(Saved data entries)
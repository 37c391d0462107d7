use image::{DynamicImage, ImageBuffer, RgbImage, RgbaImage};

use crate::error::LsbError;
use crate::result::Result;

/// Decoded pixels handed to the codec.
///
/// Pixels are stored row by row, the channels of a pixel interleaved, one byte per channel.
/// With 2 or 4 channels the last one is alpha.
#[derive(Debug, Clone, PartialEq, Eq)]
pub struct PixelBuffer {
    width: u32,
    height: u32,
    channels: u8,
    data: Vec<u8>,
}

impl PixelBuffer {
    pub fn new(width: u32, height: u32, channels: u8, data: Vec<u8>) -> Result<Self> {
        if !(1..=4).contains(&channels) {
            return Err(LsbError::InvalidPixelBuffer(format!(
                "{channels} channels per pixel are not supported"
            )));
        }
        let expected = width as usize * height as usize * channels as usize;
        if data.len() != expected {
            return Err(LsbError::InvalidPixelBuffer(format!(
                "{width}x{height} pixels with {channels} channels need {expected} bytes, got {}",
                data.len()
            )));
        }

        Ok(Self {
            width,
            height,
            channels,
            data,
        })
    }

    pub fn from_rgb(image: RgbImage) -> Self {
        let (width, height) = image.dimensions();
        Self {
            width,
            height,
            channels: 3,
            data: image.into_raw(),
        }
    }

    pub fn from_rgba(image: RgbaImage) -> Self {
        let (width, height) = image.dimensions();
        Self {
            width,
            height,
            channels: 4,
            data: image.into_raw(),
        }
    }

    /// Any color type ends up as 8 bit RGB, or RGBA when the image carries alpha.
    pub fn from_dynamic(image: DynamicImage) -> Self {
        if image.color().has_alpha() {
            Self::from_rgba(image.to_rgba8())
        } else {
            Self::from_rgb(image.to_rgb8())
        }
    }

    pub fn width(&self) -> u32 {
        self.width
    }

    pub fn height(&self) -> u32 {
        self.height
    }

    pub fn dimensions(&self) -> (u32, u32) {
        (self.width, self.height)
    }

    pub fn channels(&self) -> u8 {
        self.channels
    }

    pub fn pixel_count(&self) -> usize {
        self.width as usize * self.height as usize
    }

    pub fn has_alpha(&self) -> bool {
        self.channels % 2 == 0
    }

    /// channels of the pixel at column `x` and row `y`
    pub fn pixel(&self, x: u32, y: u32) -> &[u8] {
        let start = self.offset(x, y, 0);
        &self.data[start..start + self.channels as usize]
    }

    /// index into the raw data of channel `c` of the pixel at (`x`, `y`)
    #[inline]
    pub fn offset(&self, x: u32, y: u32, c: u8) -> usize {
        (y as usize * self.width as usize + x as usize) * self.channels as usize + c as usize
    }

    pub fn as_raw(&self) -> &[u8] {
        &self.data
    }

    pub fn as_raw_mut(&mut self) -> &mut [u8] {
        &mut self.data
    }

    pub fn into_dynamic_image(self) -> Result<DynamicImage> {
        let (w, h, channels) = (self.width, self.height, self.channels);
        let len = self.data.len();
        match channels {
            1 => ImageBuffer::from_raw(w, h, self.data).map(DynamicImage::ImageLuma8),
            2 => ImageBuffer::from_raw(w, h, self.data).map(DynamicImage::ImageLumaA8),
            3 => ImageBuffer::from_raw(w, h, self.data).map(DynamicImage::ImageRgb8),
            _ => ImageBuffer::from_raw(w, h, self.data).map(DynamicImage::ImageRgba8),
        }
        .ok_or_else(|| {
            LsbError::InvalidPixelBuffer(format!(
                "{len} bytes do not form {w}x{h} pixels with {channels} channels"
            ))
        })
    }
}

impl From<RgbImage> for PixelBuffer {
    fn from(image: RgbImage) -> Self {
        Self::from_rgb(image)
    }
}

impl From<RgbaImage> for PixelBuffer {
    fn from(image: RgbaImage) -> Self {
        Self::from_rgba(image)
    }
}

#[cfg(test)]
mod tests {
    use super::*;
    use crate::test_utils::prepare_5x5_image;

    #[test]
    fn should_reject_data_not_matching_the_dimensions() {
        assert!(matches!(
            PixelBuffer::new(2, 2, 3, vec![0; 11]),
            Err(LsbError::InvalidPixelBuffer(_))
        ));
        assert!(matches!(
            PixelBuffer::new(2, 2, 5, vec![0; 20]),
            Err(LsbError::InvalidPixelBuffer(_))
        ));
        assert!(PixelBuffer::new(2, 2, 3, vec![0; 12]).is_ok());
    }

    #[test]
    fn should_address_pixels_row_by_row() {
        let img = prepare_5x5_image();
        let buffer = PixelBuffer::from(img.clone());

        assert_eq!(buffer.pixel(1, 0), &img.get_pixel(1, 0).0[..]);
        assert_eq!(buffer.pixel(0, 1), &img.get_pixel(0, 1).0[..]);
        assert_eq!(buffer.offset(0, 1, 2), 5 * 4 + 2);
    }

    #[test]
    fn should_keep_alpha_only_when_the_image_has_it() {
        let rgb = DynamicImage::new_rgb16(3, 3);
        let rgba = DynamicImage::new_luma_a8(3, 3);

        assert_eq!(PixelBuffer::from_dynamic(rgb).channels(), 3);
        let buffer = PixelBuffer::from_dynamic(rgba);
        assert_eq!(buffer.channels(), 4);
        assert!(buffer.has_alpha());
    }

    #[test]
    fn should_turn_back_into_the_same_image() {
        let img = prepare_5x5_image();
        let buffer = PixelBuffer::from(img.clone());

        assert_eq!(buffer.into_dynamic_image().unwrap().to_rgba8(), img);
    }

    #[test]
    fn should_not_turn_mismatching_data_into_an_image() {
        let buffer = PixelBuffer {
            width: 2,
            height: 2,
            channels: 3,
            data: vec![0; 11],
        };

        assert!(matches!(
            buffer.into_dynamic_image(),
            Err(LsbError::InvalidPixelBuffer(_))
        ));
    }
}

→ Assignment:
Write each line of the data down again exactly as it reads.

→ Answer space:
repository 37c391d0462107d7
use image::{DynamicImage, ImageBuffer, RgbImage, RgbaImage};

use crate::error::LsbError;
use crate::result::Result;

/// Decoded pixels handed to the codec.
///
/// Pixels are stored row by row, the channels of a pixel interleaved, one byte per channel.
/// With 2 or 4 channels the last one is alpha.
#[derive(Debug, Clone, PartialEq, Eq)]
pub struct PixelBuffer {
    width: u32,
    height: u32,
    channels: u8,
    data: Vec<u8>,
}

impl PixelBuffer {
    pub fn new(width: u32, height: u32, channels: u8, data: Vec<u8>) -> Result<Self> {
        if !(1..=4).contains(&channels) {
            return Err(LsbError::InvalidPixelBuffer(format!(
                "{channels} channels per pixel are not supported"
            )));
        }
        let expected = width as usize * height as usize * channels as usize;
        if data.len() != expected {
            return Err(LsbError::InvalidPixelBuffer(format!(
                "{width}x{height} pixels with {channels} channels need {expected} bytes, got {}",
                data.len()
            )));
        }

        Ok(Self {
            width,
            height,
            channels,
            data,
        })
    }

    pub fn from_rgb(image: RgbImage) -> Self {
        let (width, height) = image.dimensions();
        Self {
            width,
            height,
            channels: 3,
            data: image.into_raw(),
        }
    }

    pub fn from_rgba(image: RgbaImage) -> Self {
        let (width, height) = image.dimensions();
        Self {
            width,
            height,
            channels: 4,
            data: image.into_raw(),
        }
    }

    /// Any color type ends up as 8 bit RGB, or RGBA when the image carries alpha.
    pub fn from_dynamic(image: DynamicImage) -> Self {
        if image.color().has_alpha() {
            Self::from_rgba(image.to_rgba8())
        } else {
            Self::from_rgb(image.to_rgb8())
        }
    }

    pub fn width(&self) -> u32 {
        self.width
    }

    pub fn height(&self) -> u32 {
        self.height
    }

    pub fn dimensions(&self) -> (u32, u32) {
        (self.width, self.height)
    }

    pub fn channels(&self) -> u8 {
        self.channels
    }

    pub fn pixel_count(&self) -> usize {
        self.width as usize * self.height as usize
    }

    pub fn has_alpha(&self) -> bool {
        self.channels % 2 == 0
    }

    /// channels of the pixel at column `x` and row `y`
    pub fn pixel(&self, x: u32, y: u32) -> &[u8] {
        let start = self.offset(x, y, 0);
        &self.data[start..start + self.channels as usize]
    }

    /// index into the raw data of channel `c` of the pixel at (`x`, `y`)
    #[inline]
    pub fn offset(&self, x: u32, y: u32, c: u8) -> usize {
        (y as usize * self.width as usize + x as usize) * self.channels as usize + c as usize
    }

    pub fn as_raw(&self) -> &[u8] {
        &self.data
    }

    pub fn as_raw_mut(&mut self) -> &mut [u8] {
        &mut self.data
    }

    pub fn into_dynamic_image(self) -> Result<DynamicImage> {
        let (w, h, channels) = (self.width, self.height, self.channels);
        let len = self.data.len();
        match channels {
            1 => ImageBuffer::from_raw(w, h, self.data).map(DynamicImage::ImageLuma8),
            2 => ImageBuffer::from_raw(w, h, self.data).map(DynamicImage::ImageLumaA8),
            3 => ImageBuffer::from_raw(w, h, self.data).map(DynamicImage::ImageRgb8),
            _ => ImageBuffer::from_raw(w, h, self.data).map(DynamicImage::ImageRgba8),
        }
        .ok_or_else(|| {
            LsbError::InvalidPixelBuffer(format!(
                "{len} bytes do not form {w}x{h} pixels with {channels} channels"
            ))
        })
    }
}

impl From<RgbImage> for PixelBuffer {
    fn from(image: RgbImage) -> Self {
        Self::from_rgb(image)
    }
}

impl From<RgbaImage> for PixelBuffer {
    fn from(image: RgbaImage) -> Self {
        Self::from_rgba(image)
    }
}

#[cfg(test)]
mod tests {
    use super::*;
    use crate::test_utils::prepare_5x5_image;

    #[test]
    fn should_reject_data_not_matching_the_dimensions() {
        assert!(matches!(
            PixelBuffer::new(2, 2, 3, vec![0; 11]),
            Err(LsbError::InvalidPixelBuffer(_))
        ));
        assert!(matches!(
            PixelBuffer::new(2, 2, 5, vec![0; 20]),
            Err(LsbError::InvalidPixelBuffer(_))
        ));
        assert!(PixelBuffer::new(2, 2, 3, vec![0; 12]).is_ok());
    }

    #[test]
    fn should_address_pixels_row_by_row() {
        let img = prepare_5x5_image();
        let buffer = PixelBuffer::from(img.clone());

        assert_eq!(buffer.pixel(1, 0), &img.get_pixel(1, 0).0[..]);
        assert_eq!(buffer.pixel(0, 1), &img.get_pixel(0, 1).0[..]);
        assert_eq!(buffer.offset(0, 1, 2), 5 * 4 + 2);
    }

    #[test]
    fn should_keep_alpha_only_when_the_image_has_it() {
        let rgb = DynamicImage::new_rgb16(3, 3);
        let rgba = DynamicImage::new_luma_a8(3, 3);

        assert_eq!(PixelBuffer::from_dynamic(rgb).channels(), 3);
        let buffer = PixelBuffer::from_dynamic(rgba);
        assert_eq!(buffer.channels(), 4);
        assert!(buffer.has_alpha());
    }

    #[test]
    fn should_turn_back_into_the_same_image() {
        let img = prepare_5x5_image();
        let buffer = PixelBuffer::from(img.clone());

        assert_eq!(buffer.into_dynamic_image().unwrap().to_rgba8(), img);
    }

    #[test]
    fn should_not_turn_mismatching_data_into_an_image() {
        let buffer = PixelBuffer {
            width: 2,
            height: 2,
            channels: 3,
            data: vec![0; 11],
        };

        assert!(matches!(
            buffer.into_dynamic_image(),
            Err(LsbError::InvalidPixelBuffer(_))
        ));
    }
}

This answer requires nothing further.